Results: All code to apply this method are made publicly available. The parameters Tmax, Cmax, AUCtau, AUCinf, AR, and EHL were calculated after a single dose and at steady-state. The calculated PK parameters were close to the originally reported NCA parameters after a single 45mg dose of dacomitinib (Cmax: 12.0 vs 17.8 (50%CV), Tmax: 20h vs 8h (6-24h range), AUCinf: 966 vs 1234 (36%CV)). The AR was not reported in the original study but was calculated from simulations using Cmax, AUCtau, and AUCinf to be 3.52, 5.41, and 4.33, respectively, corresponding to EHL of 49.7, 81.4, and 63.3 hours. The mean dacomitinib half-life reported in the clinal study was 67 hours, indicating that the AR calculated using AUCinf,ss/AUCinf,single was more accurate than the traditional equations using Cmax or AUCtau. This method was only enabled through simulation, as AUCinf,ss and AUCinf,single are not typically measured in the same subject across MAD and SAD trials.

Conclusions: Population PK model-based simulations can be a powerful and, in some cases, essential tool to calculate accurate PK parameters of novel drugs. The publicly available simulation-based workflow presented can serve as a resource for researchers in need of a method to calculate PK parameters via simulation due to data limitations in PK studies. It was demonstrated that the AR and EHL can be more accurately calculated using AUCinf rather than AUCtau for drugs with a long absorption half-life, as was shown for dacomitinib, and this method is usually only possible with a simulation-based approach.

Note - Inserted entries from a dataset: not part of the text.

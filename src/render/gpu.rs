use wgpu::util::DeviceExt;

pub const DEPTH_FORMAT: wgpu::TextureFormat = wgpu::TextureFormat::Depth32Float;

pub fn create_depth_texture(
    device: &wgpu::Device,
    width: u32,
    height: u32,
) -> (wgpu::Texture, wgpu::TextureView) {
    let texture = device.create_texture(&wgpu::TextureDescriptor {
        label: Some("Depth Texture"),
        size: wgpu::Extent3d {
            width: width.max(1),
            height: height.max(1),
            depth_or_array_layers: 1,
        },
        mip_level_count: 1,
        sample_count: 1,
        dimension: wgpu::TextureDimension::D2,
        format: DEPTH_FORMAT,
        usage: wgpu::TextureUsages::RENDER_ATTACHMENT,
        view_formats: &[],
    });
    let view = texture.create_view(&wgpu::TextureViewDescriptor::default());
    (texture, view)
}

pub fn uniform_bind_group_layout(device: &wgpu::Device, label: &str) -> wgpu::BindGroupLayout {
    device.create_bind_group_layout(&wgpu::BindGroupLayoutDescriptor {
        label: Some(label),
        entries: &[wgpu::BindGroupLayoutEntry {
            binding: 0,
            visibility: wgpu::ShaderStages::VERTEX | wgpu::ShaderStages::FRAGMENT,
            ty: wgpu::BindingType::Buffer {
                ty: wgpu::BufferBindingType::Uniform,
                has_dynamic_offset: false,
                min_binding_size: None,
            },
            count: None,
        }],
    })
}

pub fn texture_bind_group_layout(device: &wgpu::Device) -> wgpu::BindGroupLayout {
    device.create_bind_group_layout(&wgpu::BindGroupLayoutDescriptor {
        label: Some("Texture Bind Group Layout"),
        entries: &[
            wgpu::BindGroupLayoutEntry {
                binding: 0,
                visibility: wgpu::ShaderStages::FRAGMENT,
                ty: wgpu::BindingType::Texture {
                    sample_type: wgpu::TextureSampleType::Float { filterable: true },
                    view_dimension: wgpu::TextureViewDimension::D2,
                    multisampled: false,
                },
                count: None,
            },
            wgpu::BindGroupLayoutEntry {
                binding: 1,
                visibility: wgpu::ShaderStages::FRAGMENT,
                ty: wgpu::BindingType::Sampler(wgpu::SamplerBindingType::Filtering),
                count: None,
            },
        ],
    })
}

pub fn create_uniform_buffer<T: bytemuck::Pod>(
    device: &wgpu::Device,
    uniform: &T,
    label: &str,
) -> wgpu::Buffer {
    device.create_buffer_init(&wgpu::util::BufferInitDescriptor {
        label: Some(label),
        contents: bytemuck::cast_slice(std::slice::from_ref(uniform)),
        usage: wgpu::BufferUsages::UNIFORM | wgpu::BufferUsages::COPY_DST,
    })
}

pub fn create_vertex_buffer<T: bytemuck::Pod>(
    device: &wgpu::Device,
    vertices: &[T],
    label: &str,
) -> wgpu::Buffer {
    device.create_buffer_init(&wgpu::util::BufferInitDescriptor {
        label: Some(&format!("{label} Vertex Buffer")),
        contents: bytemuck::cast_slice(vertices),
        usage: wgpu::BufferUsages::VERTEX,
    })
}

pub fn create_index_buffer(device: &wgpu::Device, indices: &[u32], label: &str) -> wgpu::Buffer {
    device.create_buffer_init(&wgpu::util::BufferInitDescriptor {
        label: Some(&format!("{label} Index Buffer")),
        contents: bytemuck::cast_slice(indices),
        usage: wgpu::BufferUsages::INDEX,
    })
}

/// Upload RGBA8 pixels and bind them with `sampler`.
#[allow(clippy::too_many_arguments)]
pub fn create_texture_with_bind_group(
    device: &wgpu::Device,
    queue: &wgpu::Queue,
    layout: &wgpu::BindGroupLayout,
    sampler: &wgpu::Sampler,
    rgba: &[u8],
    width: u32,
    height: u32,
    label: &str,
) -> (wgpu::Texture, wgpu::TextureView, wgpu::BindGroup) {
    let size = wgpu::Extent3d {
        width,
        height,
        depth_or_array_layers: 1,
    };
    let texture = device.create_texture(&wgpu::TextureDescriptor {
        label: Some(label),
        size,
        mip_level_count: 1,
        sample_count: 1,
        dimension: wgpu::TextureDimension::D2,
        format: wgpu::TextureFormat::Rgba8UnormSrgb,
        usage: wgpu::TextureUsages::TEXTURE_BINDING | wgpu::TextureUsages::COPY_DST,
        view_formats: &[],
    });
    queue.write_texture(
        wgpu::TexelCopyTextureInfo {
            texture: &texture,
            mip_level: 0,
            origin: wgpu::Origin3d::ZERO,
            aspect: wgpu::TextureAspect::All,
        },
        rgba,
        wgpu::TexelCopyBufferLayout {
            offset: 0,
            bytes_per_row: Some(4 * width),
            rows_per_image: Some(height),
        },
        size,
    );

    let view = texture.create_view(&wgpu::TextureViewDescriptor::default());
    let bind_group = device.create_bind_group(&wgpu::BindGroupDescriptor {
        label: Some(label),
        layout,
        entries: &[
            wgpu::BindGroupEntry {
                binding: 0,
                resource: wgpu::BindingResource::TextureView(&view),
            },
            wgpu::BindGroupEntry {
                binding: 1,
                resource: wgpu::BindingResource::Sampler(sampler),
            },
        ],
    });
    (texture, view, bind_group)
}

Citations: [1] Ruiz-Garcia, A., et al. Effect of Proton Pump inhibitor treatment on the bioavailability of dacomitinib in healthy volunteers. The Journal of Clinical Pharmacology. 2016 56: 223-230.
[2] Ruiz-Garcia A, et al. Pharmacokinetic Models to Characterize the Absorption Phase and the Influence of a Proton Pump Inhibitor on the Overall Exposure of Dacomitinib. Pharmaceutics. 2020 Apr 7;12(4):330.